Obras completas de William Shakespeare · William Shakespeare
SCENE II. Bohemia. A Room in the palace of Polixenes.
Capítulo 813 de 818 · 2 min de lectura
Entran Políxenes y Camilo.
POLÍXENES. Te ruego, buen Camilo, no insistas más: negarte algo es una enfermedad; concedértelo, una muerte.
CAMILO. Hace quince años que no veo mi patria. Aunque en su mayor parte he estado en el extranjero, deseo descansar mis huesos allí. Además, el rey penitente, mi señor, me ha mandado llamar; quizá pueda aliviar en algo sus sentidas penas, o tal vez me engañe al pensarlo, lo cual es otro motivo para mi partida.
POLÍXENES. Por el cariño que me tienes, Camilo, no borres el resto de tus servicios abandonándome ahora: la necesidad que tengo de ti, tu propia bondad la ha creado; mejor no haberte tenido que ahora necesitarte así. Tú, que me has creado asuntos que nadie salvo tú puede manejar debidamente, debes quedarte para ejecutarlos tú mismo, o llevarte contigo los mismos servicios que has hecho, y si no los he valorado lo suficiente (pues nunca podría hacerlo en exceso), ser más agradecido contigo será mi empeño; y mi ganancia en ello, la acumulación de amistades. De ese país fatal, Sicilia, te ruego no hables más; cuyo solo nombre me castiga con el recuerdo de ese rey penitente, como lo llamas, y reconciliado, mi hermano; cuya pérdida de su más preciada reina e hijos aún debe ser lamentada de nuevo. Dime, ¿cuándo viste al príncipe Florizel, mi hijo? Los reyes no son menos desdichados si su descendencia no es virtuosa, que cuando la pierden después de haber probado sus virtudes.

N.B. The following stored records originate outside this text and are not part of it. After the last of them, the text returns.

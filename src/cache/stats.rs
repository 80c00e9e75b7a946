//! Cache Statistics Module
//!
//! Per-shard operation counters and store-wide aggregation.
//!
//! The store embeds no instrumentation logic of its own; these counters are
//! hook points an external observability layer (or the STATS command) can
//! sample.

use serde::Serialize;

// == Shard Stats ==
/// Operation counters for a single shard.
#[derive(Debug, Clone, Default, Serialize)]
pub struct ShardStats {
    /// Number of set operations (inserts and updates)
    pub sets: u64,
    /// Number of successful get operations
    pub hits: u64,
    /// Number of get operations on absent keys
    pub misses: u64,
    /// Number of delete operations that removed an entry
    pub deletes: u64,
    /// Number of entries evicted by the LRU policy
    pub evictions: u64,
    /// Current number of entries in the shard
    pub entries: usize,
}

impl ShardStats {
    // == Constructor ==
    /// Creates a new ShardStats with all counters at zero.
    pub fn new() -> Self {
        Self::default()
    }

    // == Record Set ==
    /// Increments the set counter.
    pub fn record_set(&mut self) {
        self.sets += 1;
    }

    // == Record Hit ==
    /// Increments the hit counter.
    pub fn record_hit(&mut self) {
        self.hits += 1;
    }

    // == Record Miss ==
    /// Increments the miss counter.
    pub fn record_miss(&mut self) {
        self.misses += 1;
    }

    // == Record Delete ==
    /// Increments the delete counter.
    pub fn record_delete(&mut self) {
        self.deletes += 1;
    }

    // == Record Eviction ==
    /// Increments the eviction counter.
    pub fn record_eviction(&mut self) {
        self.evictions += 1;
    }
}

// == Store Stats ==
/// Aggregated counters across every shard of a store.
#[derive(Debug, Clone, Default, Serialize)]
pub struct StoreStats {
    /// Total set operations
    pub sets: u64,
    /// Total get hits
    pub hits: u64,
    /// Total get misses
    pub misses: u64,
    /// Total deletes that removed an entry
    pub deletes: u64,
    /// Total LRU evictions
    pub evictions: u64,
    /// Total entries currently held
    pub entries: usize,
    /// Per-shard snapshots, indexed by shard
    pub shards: Vec<ShardStats>,
}

impl StoreStats {
    /// Aggregates a set of per-shard snapshots.
    pub fn aggregate(shards: Vec<ShardStats>) -> Self {
        let mut totals = Self {
            shards: Vec::new(),
            ..Self::default()
        };
        for shard in &shards {
            totals.sets += shard.sets;
            totals.hits += shard.hits;
            totals.misses += shard.misses;
            totals.deletes += shard.deletes;
            totals.evictions += shard.evictions;
            totals.entries += shard.entries;
        }
        totals.shards = shards;
        totals
    }

    // == Hit Rate ==
    /// Calculates the cache hit rate.
    ///
    /// Returns hits / (hits + misses), or 0.0 if no gets have been made.
    pub fn hit_rate(&self) -> f64 {
        let total = self.hits + self.misses;
        if total == 0 {
            0.0
        } else {
            self.hits as f64 / total as f64
        }
    }
}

CAMILO. Señor, hace tres días que vi al príncipe. Ignoro en qué ocupaciones más felices pueda estar, pero he notado con inquietud que últimamente se ha retirado mucho de la corte y asiste menos a sus ejercicios principescos que antes.

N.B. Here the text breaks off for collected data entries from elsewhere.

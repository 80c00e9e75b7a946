//! Sharded Store Module
//!
//! Partitions the key space across independently locked LRU shards and
//! routes every operation to the shard owning the key.

use crate::cache::{Shard, StoreStats};
use crate::config::{DEFAULT_SHARD_CAPACITY, DEFAULT_SHARD_COUNT};
use crate::error::Result;

// == Store Options ==
/// Construction options for a [`ShardedStore`].
///
/// Each field is defaulted and independently overridable. Non-positive
/// (zero) values are silently ignored in favor of the defaults, so a
/// caller cannot configure an invalid store.
#[derive(Debug, Clone)]
pub struct StoreOptions {
    /// Number of shards the key space is partitioned into (default: 16)
    pub shard_count: usize,
    /// Maximum number of entries per shard (default: 100)
    pub shard_capacity: usize,
}

impl Default for StoreOptions {
    fn default() -> Self {
        Self {
            shard_count: DEFAULT_SHARD_COUNT,
            shard_capacity: DEFAULT_SHARD_CAPACITY,
        }
    }
}

// == Sharded Store ==
/// A thread-safe in-memory cache partitioned into fixed LRU shards.
///
/// The shard vector is fixed at construction; a key always routes to the
/// same shard for the lifetime of the store (no resharding). Shards lock
/// independently, so operations on keys in different shards run in
/// parallel with no coordination.
#[derive(Debug)]
pub struct ShardedStore {
    shards: Vec<Shard>,
}

impl ShardedStore {
    // == Constructor ==
    /// Creates a new store from the given options.
    pub fn new(options: StoreOptions) -> Self {
        let shard_count = if options.shard_count > 0 {
            options.shard_count
        } else {
            DEFAULT_SHARD_COUNT
        };
        let shard_capacity = if options.shard_capacity > 0 {
            options.shard_capacity
        } else {
            DEFAULT_SHARD_CAPACITY
        };

        Self {
            shards: (0..shard_count).map(|_| Shard::new(shard_capacity)).collect(),
        }
    }

    // == Set ==
    /// Inserts or updates a key-value pair in the owning shard.
    pub fn set(&self, key: &str, value: &str) {
        self.shard_for(key).set(key, value);
    }

    // == Get ==
    /// Retrieves a value from the owning shard, promoting its recency.
    ///
    /// # Errors
    /// Returns `CacheError::NotFound` if the key is absent.
    pub fn get(&self, key: &str) -> Result<String> {
        self.shard_for(key).get(key)
    }

    // == Delete ==
    /// Removes a key from the owning shard; a no-op if absent.
    pub fn delete(&self, key: &str) {
        self.shard_for(key).delete(key);
    }

    // == Shard Count ==
    /// Returns the number of shards.
    pub fn shard_count(&self) -> usize {
        self.shards.len()
    }

    // == Length ==
    /// Returns the total number of entries across all shards.
    pub fn len(&self) -> usize {
        self.shards.iter().map(Shard::len).sum()
    }

    /// Returns true when no shard holds any entry.
    pub fn is_empty(&self) -> bool {
        self.shards.iter().all(Shard::is_empty)
    }

    // == Stats ==
    /// Returns aggregated counter snapshots for every shard.
    pub fn stats(&self) -> StoreStats {
        StoreStats::aggregate(self.shards.iter().map(Shard::stats).collect())
    }

    /// Selects the shard owning a key.
    fn shard_for(&self, key: &str) -> &Shard {
        &self.shards[shard_index(key, self.shards.len())]
    }
}

impl Default for ShardedStore {
    fn default() -> Self {
        Self::new(StoreOptions::default())
    }
}

// == Shard Routing ==
/// Computes the shard index for a key.
///
/// A pure function of the key and the shard count: the same key resolves
/// to the same shard across calls, store instances, and process runs.
pub(crate) fn shard_index(key: &str, shard_count: usize) -> usize {
    fnv1a(key.as_bytes()) as usize % shard_count
}

/// 32-bit FNV-1a hash.
fn fnv1a(data: &[u8]) -> u32 {
    const OFFSET_BASIS: u32 = 0x811c_9dc5;
    const PRIME: u32 = 0x0100_0193;

    let mut hash = OFFSET_BASIS;
    for byte in data {
        hash ^= u32::from(*byte);
        hash = hash.wrapping_mul(PRIME);
    }
    hash
}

POLÍXENES. Lo he notado también, Camilo, y con cierto cuidado; tanto que tengo ojos a mi servicio que observan su alejamiento; de ellos he recibido la información de que rara vez se aparta de la casa de un pastor muy sencillo, un hombre que, dicen, de la nada y más allá de lo que imaginan sus vecinos, ha llegado a una fortuna indescriptible.
CAMILO. He oído hablar, señor, de tal hombre, que tiene una hija de singular fama: sobre ella se cuentan cosas que parecen imposibles de surgir en una cabaña así.
POLÍXENES. Eso también forma parte de mis informes; pero temo que sea ese anzuelo el que atrae a nuestro hijo allí. Nos acompañarás al lugar, donde, sin revelar quiénes somos, hablaremos con el pastor; y creo que, dada su sencillez, no será difícil averiguar la causa de las visitas de mi hijo. Te ruego que seas mi compañero en este asunto y dejes de lado los pensamientos sobre Sicilia.
CAMILO. Obedezco gustoso su mandato.
POLÍXENES. ¡Mi mejor Camilo! Debemos disfrazarnos.